Items from a dataset -
==========

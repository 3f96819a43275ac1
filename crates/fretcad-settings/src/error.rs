//! Error types for the settings crate.
//!
//! Structured errors for reading, writing and validating the configuration
//! file.

use std::io;
use std::path::PathBuf;
use thiserror::Error;

/// Errors that can occur during settings operations.
#[derive(Error, Debug)]
pub enum SettingsError {
    /// I/O error during file operations.
    #[error("I/O error: {0}")]
    IoError(#[from] io::Error),

    /// JSON serialization/deserialization error.
    #[error("JSON error: {0}")]
    JsonError(#[from] serde_json::Error),

    /// TOML parse error.
    #[error("TOML error: {0}")]
    TomlError(#[from] toml::de::Error),

    /// TOML serialization error.
    #[error("TOML write error: {0}")]
    TomlWriteError(#[from] toml::ser::Error),

    /// The platform has no configuration directory.
    #[error("Config directory error: {0}")]
    ConfigDirectory(String),

    /// A configuration validation error occurred.
    #[error("Config error: {0}")]
    Config(#[from] ConfigError),
}

/// Errors related to configuration validation.
#[derive(Error, Debug, Clone, PartialEq)]
pub enum ConfigError {
    /// The configuration file format is not supported.
    #[error("Unsupported config format: {}", path.display())]
    UnsupportedFormat { path: PathBuf },

    /// A configuration value is out of valid range.
    #[error("Value out of range for '{key}': {value}")]
    ValueOutOfRange { key: String, value: String },

    /// Two values that must be ordered are not.
    #[error("'{low}' must be less than '{high}'")]
    Inverted { low: String, high: String },
}

impl ConfigError {
    pub(crate) fn out_of_range(key: &str, value: impl ToString) -> Self {
        ConfigError::ValueOutOfRange {
            key: key.to_string(),
            value: value.to_string(),
        }
    }
}

/// Result type alias for settings operations.
pub type SettingsResult<T> = Result<T, SettingsError>;

/// Result type alias for configuration validation.
pub type ConfigResult<T> = Result<T, ConfigError>;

==========

INSTRUCTIONS TO FOLLOW - Only the lines above starting at the line that holds "during file operations." and ending at the line that holds "is not supported." are to be repeated, exactly and in full.

RESPONSE TO THE EXERCISE -
    /// I/O error during file operations.
    #[error("I/O error: {0}")]
    IoError(#[from] io::Error),

    /// JSON serialization/deserialization error.
    #[error("JSON error: {0}")]
    JsonError(#[from] serde_json::Error),

    /// TOML parse error.
    #[error("TOML error: {0}")]
    TomlError(#[from] toml::de::Error),

    /// TOML serialization error.
    #[error("TOML write error: {0}")]
    TomlWriteError(#[from] toml::ser::Error),

    /// The platform has no configuration directory.
    #[error("Config directory error: {0}")]
    ConfigDirectory(String),

    /// A configuration validation error occurred.
    #[error("Config error: {0}")]
    Config(#[from] ConfigError),
}

/// Errors related to configuration validation.
#[derive(Error, Debug, Clone, PartialEq)]
pub enum ConfigError {
    /// The configuration file format is not supported.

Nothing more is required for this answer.